Stephan: This is a brilliant assessment of the problem. I absolutely agree with Krugman that, "Across the board, the modern American right seems to have abandoned the idea that there is an objective reality out there, even if it’s not what your prejudices say should be happening. What are you going to believe, right-wing doctrine or your own lying eyes? These days, the doctrine wins." The question is: On Election Day will a sufficiency of voters recognize this, understand its importance, and vote accordingly? Given the recurring election of Theocratic Rightist politicians who serve this doctrine, in the face of the social outcomes in those states I have to admit, I'm not sure.

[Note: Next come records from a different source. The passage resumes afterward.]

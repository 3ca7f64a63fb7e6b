//! Error types for settings and reply generation.

use std::time::Duration;

use thiserror::Error;

/// Settings error type.
#[derive(Debug, Error)]
pub enum ConfigError {
    /// An environment value could not be parsed or is out of range.
    #[error("invalid value {value:?} for {key}: {reason}")]
    InvalidValue {
        /// Environment key.
        key: &'static str,
        /// Raw value received.
        value: String,
        /// What was expected.
        reason: &'static str,
    },
    /// Base URL parse error.
    #[error("url parse error: {0}")]
    Url(#[from] url::ParseError),
}

/// Convenience result alias for settings.
pub type ConfigResult<T> = Result<T, ConfigError>;

/// Failure of the agent graph to produce a reply.
#[derive(Debug, Error)]
pub enum GenerationError {
    /// No usable provider credential is configured.
    #[error("no provider credential configured")]
    MissingCredential,
    /// HTTP client error from Rig while building the provider client.
    #[error("http client error: {0}")]
    HttpClient(#[from] rig::http_client::Error),
    /// Completion error returned by the provider.
    #[error("completion error: {0}")]
    Completion(#[from] rig::completion::CompletionError),
    /// The provider did not answer in time.
    #[error("completion timed out after {0:?}")]
    Timeout(Duration),
    /// The provider answered with no text.
    #[error("completion returned no text")]
    EmptyResponse,
    /// The graph routed to a node it does not contain.
    #[error("unknown graph node: {0}")]
    UnknownNode(&'static str),
    /// The graph did not terminate within its node count.
    #[error("graph did not terminate after {0} steps")]
    StepLimit(usize),
}

impl GenerationError {
    /// Short summary safe to keep next to a user-facing reply.
    #[must_use]
    pub const fn summary(&self) -> &'static str {
        match self {
            Self::MissingCredential | Self::HttpClient(_) | Self::Completion(_) => {
                "generation failed"
            }
            Self::Timeout(_) => "generation timed out",
            Self::EmptyResponse => "empty generation",
            Self::UnknownNode(_) | Self::StepLimit(_) => "invalid agent graph",
        }
    }
}

/// Convenience result alias for generation.
pub type GenerationResult<T> = Result<T, GenerationError>;

#[cfg(test)]
mod tests {
    use super::*;

    #[test]
    fn test_summary_hides_details() {
        let err = GenerationError::Timeout(Duration::from_secs(3));
        assert_eq!(err.summary(), "generation timed out");
        assert!(err.to_string().contains("3s"));
    }

    #[test]
    fn test_config_error_display() {
        let err = ConfigError::InvalidValue {
            key: "CAREER_AGENT_PORT",
            value: "abc".to_string(),
            reason: "expected a port number",
        };
        assert_eq!(
            err.to_string(),
            "invalid value \"abc\" for CAREER_AGENT_PORT: expected a port number"
        );
    }
}
//! In-process conversation store.

use dashmap::DashMap;
use tracing::debug;

use crate::conversation::types::{ChatMessage, ChatRole, Conversation};
use crate::core::ids::ConversationId;

/// Storage of conversations keyed by identifier.
///
/// Readers receive snapshots; the only mutation is [`ConversationStore::append`].
pub trait ConversationStore: Send + Sync {
    /// Get a snapshot of a conversation.
    fn get(&self, id: ConversationId) -> Option<Conversation>;

    /// Create and register an empty conversation with a fresh identifier.
    fn create(&self) -> Conversation;

    /// Append a message, creating the conversation under `id` if it is unknown.
    fn append(&self, id: ConversationId, role: ChatRole, content: &str) -> ChatMessage;

    /// All known conversation identifiers, in no particular order.
    fn list_ids(&self) -> Vec<ConversationId>;

    /// The last `n` messages of a conversation, oldest first.
    fn recent_messages(&self, id: ConversationId, n: usize) -> Vec<ChatMessage>;

    /// Number of stored conversations.
    fn len(&self) -> usize;

    /// Whether the store holds no conversation.
    fn is_empty(&self) -> bool {
        self.len() == 0
    }
}

/// Unbounded in-memory store.
///
/// Each conversation lives in its own map shard entry, so an append holds the
/// entry's write lock and concurrent appends to one conversation never drop
/// messages.
#[derive(Debug, Default)]
pub struct InMemoryConversationStore {
    conversations: DashMap<ConversationId, Conversation>,
}

impl InMemoryConversationStore {
    /// Create an empty store.
    #[must_use]
    pub fn new() -> Self {
        Self::default()
    }
}

impl ConversationStore for InMemoryConversationStore {
    fn get(&self, id: ConversationId) -> Option<Conversation> {
        self.conversations.get(&id).map(|entry| entry.value().clone())
    }

    fn create(&self) -> Conversation {
        let conversation = Conversation::with_id(ConversationId::new());
        self.conversations
            .insert(conversation.id, conversation.clone());
        debug!("Created conversation {}", conversation.id);
        conversation
    }

    fn append(&self, id: ConversationId, role: ChatRole, content: &str) -> ChatMessage {
        let mut entry = self.conversations.entry(id).or_insert_with(|| {
            debug!("Creating conversation {id} on first append");
            Conversation::with_id(id)
        });
        // Stamped under the entry lock so insertion order matches timestamp order.
        let mut message = ChatMessage::new(role, content);
        message.timestamp = message.timestamp.max(entry.updated_at);
        entry.push(message.clone());
        message
    }

    fn list_ids(&self) -> Vec<ConversationId> {
        self.conversations.iter().map(|entry| *entry.key()).collect()
    }

    fn recent_messages(&self, id: ConversationId, n: usize) -> Vec<ChatMessage> {
        self.conversations
            .get(&id)
            .map(|entry| entry.recent(n).to_vec())
            .unwrap_or_default()
    }

    fn len(&self) -> usize {
        self.conversations.len()
    }
}
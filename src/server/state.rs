//! Application state shared across all request handlers.

use std::sync::Arc;

use crate::agent::{Pipeline, build_pipeline};
use crate::conversation::{ConversationStore, InMemoryConversationStore, Orchestrator};
use crate::core::config::Settings;

/// Shared application state.
pub struct AppState {
    /// Chat orchestration over the store and the pipeline.
    pub orchestrator: Orchestrator,
    /// Model name reported by the health endpoint.
    pub model_name: String,
}

impl AppState {
    /// Build the state from settings: an empty store and the pipeline chosen for this process.
    #[must_use]
    pub fn new(settings: &Settings) -> Arc<Self> {
        let store = Arc::new(InMemoryConversationStore::new());
        let pipeline = build_pipeline(&settings.agent);
        Self::with_components(store, pipeline, settings.agent.model.clone())
    }

    /// Build the state from explicit components.
    #[must_use]
    pub fn with_components(
        store: Arc<dyn ConversationStore>,
        pipeline: Arc<dyn Pipeline>,
        model_name: String,
    ) -> Arc<Self> {
        Arc::new(Self {
            orchestrator: Orchestrator::new(store, pipeline),
            model_name,
        })
    }
}
//! Career counseling chat backend: conversation store, agent graph, and HTTP API.

// Language-level discipline
#![deny(warnings)] // Every warning is an error
#![deny(unsafe_code)] // No unsafe code
#![deny(missing_docs)] // Public items carry documentation
#![deny(dead_code)]
#![deny(non_camel_case_types)]
#![deny(unused_imports)]
#![deny(unused_variables)]
#![deny(unused_must_use)] // Results and Options must be handled
#![deny(non_snake_case)]
#![deny(non_upper_case_globals)]
#![deny(nonstandard_style)]
#![forbid(unsafe_op_in_unsafe_fn)]

// Clippy
#![deny(clippy::all)]
#![deny(clippy::pedantic)]
#![deny(clippy::nursery)]
#![deny(clippy::unwrap_used)] // No unwrap() outside tests
#![deny(clippy::expect_used)]
#![deny(clippy::panic)]
#![deny(clippy::print_stdout)] // Logging goes through tracing
#![deny(clippy::todo)]
#![deny(clippy::unimplemented)]
#![deny(clippy::missing_const_for_fn)] // const where possible
#![deny(clippy::unwrap_in_result)]
#![deny(clippy::module_inception)]
#![deny(clippy::redundant_clone)]
#![deny(clippy::shadow_unrelated)]
#![deny(clippy::too_many_arguments)]
#![deny(clippy::cognitive_complexity)]
#![cfg_attr(
    test,
    allow(
        dead_code,
        unused_imports,
        unused_variables,
        clippy::unwrap_used,
        clippy::expect_used,
        clippy::panic,
        clippy::too_many_lines
    )
)]

// Robustness
#![deny(overflowing_literals)]

/// Agent graph: live LLM nodes, mock responder, and pipeline execution.
pub mod agent;

/// Conversation records, the store, and the chat orchestrator.
pub mod conversation;

/// Identifiers, errors, and settings shared by every layer.
pub mod core;

/// HTTP surface built on axum.
#[allow(clippy::missing_errors_doc, clippy::unused_async)]
pub mod server;

/// Process startup: tracing, settings, runtime, server.
pub mod start_career_agent;
//! Agent graph producing counselor replies.
//!
//! - `state`: messages, context, and routing marker for one run
//! - `graph`: the `Pipeline` seam and the node runner
//! - `nodes`: live counselor stages and the canned reply node
//! - `completer`: text completion over Rig's OpenAI provider
//! - `mock`: canned reply catalog
//! - `prompts`: system instructions

pub mod completer;
pub mod graph;
pub mod mock;
pub mod nodes;
pub mod prompts;
pub mod state;

use std::sync::Arc;

use tracing::{info, warn};

pub use completer::{CompletionFuture, RigCompleter, TextCompleter, openai_completer};
pub use graph::{AgentGraph, LiveOptions, Node, Pipeline, PipelineFuture, PipelineMode};
pub use mock::{MOCK_RESPONSES, MockResponder};
pub use state::{Context, CounselorRole, MessageKind, NodeId, PipelineMessage, PipelineOutput, PipelineState};

use crate::core::config::AgentSettings;

/// Select the graph for this process.
///
/// A usable credential builds the live graph. A missing or placeholder
/// credential, or a client that fails to build, falls back to canned replies.
#[must_use]
pub fn build_pipeline(settings: &AgentSettings) -> Arc<dyn Pipeline> {
    if settings.live_api_key().is_none() {
        warn!("OPENAI_API_KEY is not set or is a placeholder; using mock responses");
        return Arc::new(AgentGraph::mock(mock_responder(settings)));
    }

    match openai_completer(settings) {
        Ok(completer) => {
            info!(
                "Using live agent graph (model {}, {:?})",
                settings.model, settings.shape
            );
            Arc::new(AgentGraph::live(
                completer,
                LiveOptions {
                    shape: settings.shape,
                    timeout: settings.timeout,
                },
            ))
        }
        Err(err) => {
            warn!("Failed to build completion client: {err}; using mock responses");
            Arc::new(AgentGraph::mock(mock_responder(settings)))
        }
    }
}

fn mock_responder(settings: &AgentSettings) -> MockResponder {
    settings
        .mock_seed
        .map_or_else(MockResponder::new, MockResponder::with_seed)
}
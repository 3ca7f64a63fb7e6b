//! Binary entrypoint that launches the career agent server.

use std::process::ExitCode;

use career_agent::start_career_agent;

fn main() -> ExitCode {
    start_career_agent::run()
}
//! Gateway behaviour: teach-in, availability, invalid telegram handling and
//! the device store.

use enocean_rs::{
    Availability, ChannelValue, DeviceAddress, EepId, Gateway, GatewayConfig, IgnoreReason,
    ProfileRegistry, RecordingSink, SinkEvent, Telegram, TelegramOutcome,
};
use std::time::{Duration, Instant};
use tempfile::TempDir;

const FAN: DeviceAddress = DeviceAddress([0x05, 0x06, 0x07, 0x08]);
const SENSOR: DeviceAddress = DeviceAddress([0x01, 0x82, 0x5D, 0xAB]);
const CONTACT: DeviceAddress = DeviceAddress([0x00, 0x23, 0x41, 0x9C]);

fn eep(text: &str) -> EepId {
    text.parse().unwrap()
}

fn gateway(config: GatewayConfig) -> Gateway {
    Gateway::new(ProfileRegistry::builtin().unwrap(), config)
}

/// 4BS teach-in for A5-02-05, manufacturer 0x00B.
fn temperature_teach_in() -> Telegram {
    Telegram::new(0xA5, vec![0x08, 0x28, 0x0B, 0x80], SENSOR)
}

fn bad_fan_telegram() -> Telegram {
    Telegram::new(0xD2, vec![0x40, 0xFF, 0x00, 0x00], FAN)
}

fn good_fan_telegram() -> Telegram {
    Telegram::new(0xD2, vec![0x40, 0x64, 0x00, 0x00], FAN)
}

#[test]
fn test_availability_lifecycle() {
    let mut gw = gateway(GatewayConfig::default());
    let start = Instant::now();
    gw.add_device(FAN, eep("D2-50-00"), start).unwrap();
    let mut sink = RecordingSink::new();

    assert!(gw.check_availability(start + Duration::from_secs(3599), &mut sink).is_empty());
    assert_eq!(gw.check_availability(start + Duration::from_secs(3600), &mut sink), vec![FAN]);
    assert_eq!(gw.device(&FAN).unwrap().availability(), Availability::Unavailable);
    // no repeated transition
    assert!(gw.check_availability(start + Duration::from_secs(7200), &mut sink).is_empty());

    gw.handle_telegram(&good_fan_telegram(), start + Duration::from_secs(7300), &mut sink)
        .unwrap();
    let events = sink.take();
    assert_eq!(
        events[0],
        SinkEvent::Availability {
            address: FAN,
            availability: Availability::Unavailable
        }
    );
    assert_eq!(
        events[1],
        SinkEvent::Availability {
            address: FAN,
            availability: Availability::Available
        }
    );
    assert!(matches!(events[2], SinkEvent::Update { .. }));
}

#[test]
fn test_four_bs_teach_in() {
    let mut gw = gateway(GatewayConfig::default());
    let now = Instant::now();
    let mut sink = RecordingSink::new();

    assert_eq!(
        gw.handle_telegram(&temperature_teach_in(), now, &mut sink).unwrap(),
        TelegramOutcome::Ignored(IgnoreReason::NotLearning)
    );
    assert_eq!(gw.device_count(), 0);

    gw.start_learning(now, None);
    let outcome = gw.handle_telegram(&temperature_teach_in(), now, &mut sink).unwrap();
    match outcome {
        TelegramOutcome::Registered(teach_in) => {
            assert_eq!(teach_in.eep, eep("A5-02-05"));
            assert_eq!(teach_in.manufacturer, Some(0x00B));
        }
        other => panic!("unexpected outcome {other:?}"),
    }

    // first data telegram after teach-in
    let data = Telegram::new(0xA5, vec![0x00, 0x00, 0x00, 0x08], SENSOR);
    gw.handle_telegram(&data, now, &mut sink).unwrap();
    assert_eq!(sink.updates_for("01_82_5d_ab-tmp"), vec![&ChannelValue::Number(40.0)]);
}

#[test]
fn test_one_bs_teach_in_and_contact() {
    let mut gw = gateway(GatewayConfig::default());
    let now = Instant::now();
    let mut sink = RecordingSink::new();
    gw.start_learning(now, Some(Duration::from_secs(30)));

    let teach_in = Telegram::new(0xD5, vec![0x00], CONTACT);
    assert!(matches!(
        gw.handle_telegram(&teach_in, now, &mut sink).unwrap(),
        TelegramOutcome::Registered(_)
    ));
    assert_eq!(gw.device(&CONTACT).unwrap().eep, eep("D5-00-01"));

    gw.handle_telegram(&Telegram::new(0xD5, vec![0x09], CONTACT), now, &mut sink)
        .unwrap();
    gw.handle_telegram(&Telegram::new(0xD5, vec![0x08], CONTACT), now, &mut sink)
        .unwrap();
    assert_eq!(
        sink.updates_for("00_23_41_9c-contact"),
        vec![&ChannelValue::Bool(true), &ChannelValue::Bool(false)]
    );
}

#[test]
fn test_teach_in_for_unknown_profile() {
    let mut gw = gateway(GatewayConfig::default());
    let now = Instant::now();
    let mut sink = RecordingSink::new();
    gw.start_learning(now, None);

    // UTE query announcing D2-99-00
    let query = Telegram::new(0xD4, vec![0xA0, 0x01, 0x46, 0x00, 0x00, 0x99, 0xD2], SENSOR);
    assert_eq!(
        gw.handle_telegram(&query, now, &mut sink).unwrap(),
        TelegramOutcome::Ignored(IgnoreReason::UnknownProfile(eep("D2-99-00")))
    );
    assert_eq!(gw.device_count(), 0);
}

#[test]
fn test_learning_window_closes() {
    let mut gw = gateway(GatewayConfig::default());
    let now = Instant::now();
    let mut sink = RecordingSink::new();
    gw.start_learning(now, Some(Duration::from_secs(60)));

    let later = now + Duration::from_secs(61);
    assert_eq!(
        gw.handle_telegram(&temperature_teach_in(), later, &mut sink).unwrap(),
        TelegramOutcome::Ignored(IgnoreReason::NotLearning)
    );
}

#[test]
fn test_reset_after_consecutive_invalid_telegrams() {
    let mut gw = gateway(GatewayConfig::default());
    let now = Instant::now();
    gw.add_device(FAN, eep("D2-50-00"), now).unwrap();
    let mut sink = RecordingSink::new();

    for _ in 0..4 {
        let outcome = gw.handle_telegram(&bad_fan_telegram(), now, &mut sink).unwrap();
        assert!(!outcome.needs_reset());
    }
    let outcome = gw.handle_telegram(&bad_fan_telegram(), now, &mut sink).unwrap();
    assert!(outcome.needs_reset());

    // counters start over after the reset
    let outcome = gw.handle_telegram(&bad_fan_telegram(), now, &mut sink).unwrap();
    assert!(!outcome.needs_reset());
}

#[test]
fn test_valid_telegram_clears_invalid_count() {
    let mut gw = gateway(GatewayConfig::default());
    let now = Instant::now();
    gw.add_device(FAN, eep("D2-50-00"), now).unwrap();
    let mut sink = RecordingSink::new();

    for _ in 0..4 {
        gw.handle_telegram(&bad_fan_telegram(), now, &mut sink).unwrap();
    }
    gw.handle_telegram(&good_fan_telegram(), now, &mut sink).unwrap();
    for _ in 0..4 {
        let outcome = gw.handle_telegram(&bad_fan_telegram(), now, &mut sink).unwrap();
        assert!(!outcome.needs_reset());
    }
}

#[test]
fn test_invalid_values_do_not_reach_sink() {
    let mut gw = gateway(GatewayConfig::default());
    let now = Instant::now();
    gw.add_device(FAN, eep("D2-50-00"), now).unwrap();
    let mut sink = RecordingSink::new();

    gw.handle_telegram(&bad_fan_telegram(), now, &mut sink).unwrap();
    assert!(sink.updates_for("05_06_07_08-fan_speed").is_empty());
    assert_eq!(sink.updates_for("05_06_07_08-boost").len(), 1);
}

#[test]
fn test_device_store_round_trip() {
    let dir = TempDir::new().unwrap();
    let config = GatewayConfig {
        device_store: Some(dir.path().join("devices.json")),
        ..Default::default()
    };
    let now = Instant::now();

    {
        let mut gw = Gateway::from_config(config.clone(), now).unwrap();
        assert_eq!(gw.device_count(), 0);
        gw.start_learning(now, None);
        gw.handle_telegram(&temperature_teach_in(), now, &mut RecordingSink::new())
            .unwrap();
        gw.add_device(FAN, eep("D2-50-00"), now).unwrap();
    }

    let mut restored = Gateway::from_config(config, now).unwrap();
    assert_eq!(restored.device_count(), 2);
    assert_eq!(restored.device(&SENSOR).unwrap().eep, eep("A5-02-05"));
    let stored = restored.stored_devices();
    assert_eq!(stored[0].address, SENSOR);
    assert_eq!(stored[0].manufacturer, Some(0x00B));

    restored.remove_device(&FAN);
    let again = Gateway::from_config(restored.config().clone(), now).unwrap();
    assert_eq!(again.device_count(), 1);
}

#[test]
fn test_unbounded_learning_window() {
    let mut gw = gateway(GatewayConfig::default());
    let now = Instant::now();
    gw.start_learning(now, Some(Duration::MAX));
    assert!(gw.is_learning(now + Duration::from_secs(365 * 24 * 3600)));
    assert_eq!(gw.learning_remaining(now), Some(Duration::MAX));

    let mut sink = RecordingSink::new();
    assert!(matches!(
        gw.handle_telegram(&temperature_teach_in(), now, &mut sink).unwrap(),
        TelegramOutcome::Registered(_)
    ));

    gw.stop_learning();
    assert!(!gw.is_learning(now));
    assert_eq!(gw.learning_remaining(now), None);
}

#[test]
fn test_huge_configured_learning_time() {
    let config = GatewayConfig::from_yaml_str("learning_minutes: 18446744073709551615").unwrap();
    let mut gw = gateway(config);
    let now = Instant::now();
    gw.start_learning(now, None);
    assert!(gw.is_learning(now + Duration::from_secs(3600)));
}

But I am sure about this. In 2016 we are going to make our choice again. We have between now and then, to create a national consciousness that collectively, chooses the compassionate life-affirming options on election day.
Paul Krugman
Credit: Businessweek
Scott Walker, the governor of Wisconsin, is said to be a rising contender for the Republican presidential nomination. So, on Wednesday, he did what, these days, any ambitious Republican must, and pledged allegiance to charlatans and cranks.
For those unfamiliar with the phrase, “charlatans and cranks” is associated with N. Gregory Mankiw, a professor at Harvard who served for a time as George W. Bush’s chief economic adviser. In the first edition of his best-selling economics textbook, Mr. Mankiw used those words to ridicule “supply-siders” who promised that tax cuts would have such magic effects on the economy that deficits would go down, not up.
But, on Wednesday, Mr. Walker, in what was clearly a rite of passage into serious candidacy, spoke at a dinner at Manhattan’s “21” Club hosted by the three most prominent supply-siders: Art Laffer (he of the curve); Larry Kudlow of CNBC; and Stephen Moore, chief economist of the Heritage Foundation. Politico pointed out that Rick Perry, the former […]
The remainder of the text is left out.